Would you filter these records and copy every line that has the word "serde"?
# # # # #
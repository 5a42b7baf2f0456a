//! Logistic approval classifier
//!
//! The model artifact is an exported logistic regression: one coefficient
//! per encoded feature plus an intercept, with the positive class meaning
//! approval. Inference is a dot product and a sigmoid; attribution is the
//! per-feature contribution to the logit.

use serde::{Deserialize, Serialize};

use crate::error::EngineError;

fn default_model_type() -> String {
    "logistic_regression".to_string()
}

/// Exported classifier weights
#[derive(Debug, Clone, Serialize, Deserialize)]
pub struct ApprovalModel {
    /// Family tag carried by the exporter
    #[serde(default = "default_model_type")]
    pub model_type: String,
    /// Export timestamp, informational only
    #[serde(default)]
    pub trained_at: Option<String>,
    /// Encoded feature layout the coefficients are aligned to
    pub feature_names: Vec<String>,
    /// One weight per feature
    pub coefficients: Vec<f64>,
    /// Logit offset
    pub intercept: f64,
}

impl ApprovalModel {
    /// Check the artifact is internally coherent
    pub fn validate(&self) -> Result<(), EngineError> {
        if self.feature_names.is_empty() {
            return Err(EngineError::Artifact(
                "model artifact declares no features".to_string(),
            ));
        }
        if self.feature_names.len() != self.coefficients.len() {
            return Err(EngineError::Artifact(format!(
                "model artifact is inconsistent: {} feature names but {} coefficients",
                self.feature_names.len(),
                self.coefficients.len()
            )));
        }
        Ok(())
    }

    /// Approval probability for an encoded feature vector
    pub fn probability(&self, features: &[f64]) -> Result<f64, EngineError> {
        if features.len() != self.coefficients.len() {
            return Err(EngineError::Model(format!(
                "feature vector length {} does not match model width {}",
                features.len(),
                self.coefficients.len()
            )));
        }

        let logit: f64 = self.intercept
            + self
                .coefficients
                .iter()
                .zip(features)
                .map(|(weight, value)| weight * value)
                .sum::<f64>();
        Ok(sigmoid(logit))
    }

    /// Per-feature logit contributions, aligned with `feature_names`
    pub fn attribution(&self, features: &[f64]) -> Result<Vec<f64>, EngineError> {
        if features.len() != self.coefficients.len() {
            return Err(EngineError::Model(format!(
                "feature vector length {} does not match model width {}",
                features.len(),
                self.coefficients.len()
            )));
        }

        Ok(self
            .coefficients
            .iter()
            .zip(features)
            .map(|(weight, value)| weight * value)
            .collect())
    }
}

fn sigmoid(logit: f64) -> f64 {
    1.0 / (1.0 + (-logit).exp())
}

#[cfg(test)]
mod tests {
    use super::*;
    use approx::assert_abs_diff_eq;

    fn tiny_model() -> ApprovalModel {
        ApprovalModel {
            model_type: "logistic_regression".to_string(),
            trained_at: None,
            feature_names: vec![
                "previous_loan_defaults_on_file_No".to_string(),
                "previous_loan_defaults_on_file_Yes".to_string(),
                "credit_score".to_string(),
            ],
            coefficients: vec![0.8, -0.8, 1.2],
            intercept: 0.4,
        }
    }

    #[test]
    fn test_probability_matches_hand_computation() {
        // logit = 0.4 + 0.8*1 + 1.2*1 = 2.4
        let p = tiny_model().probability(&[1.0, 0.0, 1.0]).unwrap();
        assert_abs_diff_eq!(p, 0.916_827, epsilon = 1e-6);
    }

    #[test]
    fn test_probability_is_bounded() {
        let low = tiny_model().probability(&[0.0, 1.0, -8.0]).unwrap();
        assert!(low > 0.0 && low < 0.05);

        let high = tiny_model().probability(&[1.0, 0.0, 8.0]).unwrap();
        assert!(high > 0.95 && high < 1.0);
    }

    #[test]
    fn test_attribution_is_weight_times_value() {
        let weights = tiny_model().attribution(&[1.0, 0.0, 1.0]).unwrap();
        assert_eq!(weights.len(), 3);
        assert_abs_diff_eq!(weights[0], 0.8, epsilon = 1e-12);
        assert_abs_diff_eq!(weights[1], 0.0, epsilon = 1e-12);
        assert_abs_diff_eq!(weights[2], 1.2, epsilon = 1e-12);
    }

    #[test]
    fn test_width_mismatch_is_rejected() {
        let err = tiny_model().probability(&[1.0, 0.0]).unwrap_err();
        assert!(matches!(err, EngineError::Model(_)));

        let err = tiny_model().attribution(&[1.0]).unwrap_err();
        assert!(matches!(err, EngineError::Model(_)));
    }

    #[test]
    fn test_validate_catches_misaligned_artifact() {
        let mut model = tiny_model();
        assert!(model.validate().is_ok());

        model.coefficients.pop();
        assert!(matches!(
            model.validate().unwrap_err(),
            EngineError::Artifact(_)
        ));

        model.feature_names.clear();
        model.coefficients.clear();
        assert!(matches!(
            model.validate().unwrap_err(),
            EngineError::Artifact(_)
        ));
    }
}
# # # # #
EXPECTED OUTPUT
use serde::{Deserialize, Serialize};
    #[serde(default = "default_model_type")]
    #[serde(default)]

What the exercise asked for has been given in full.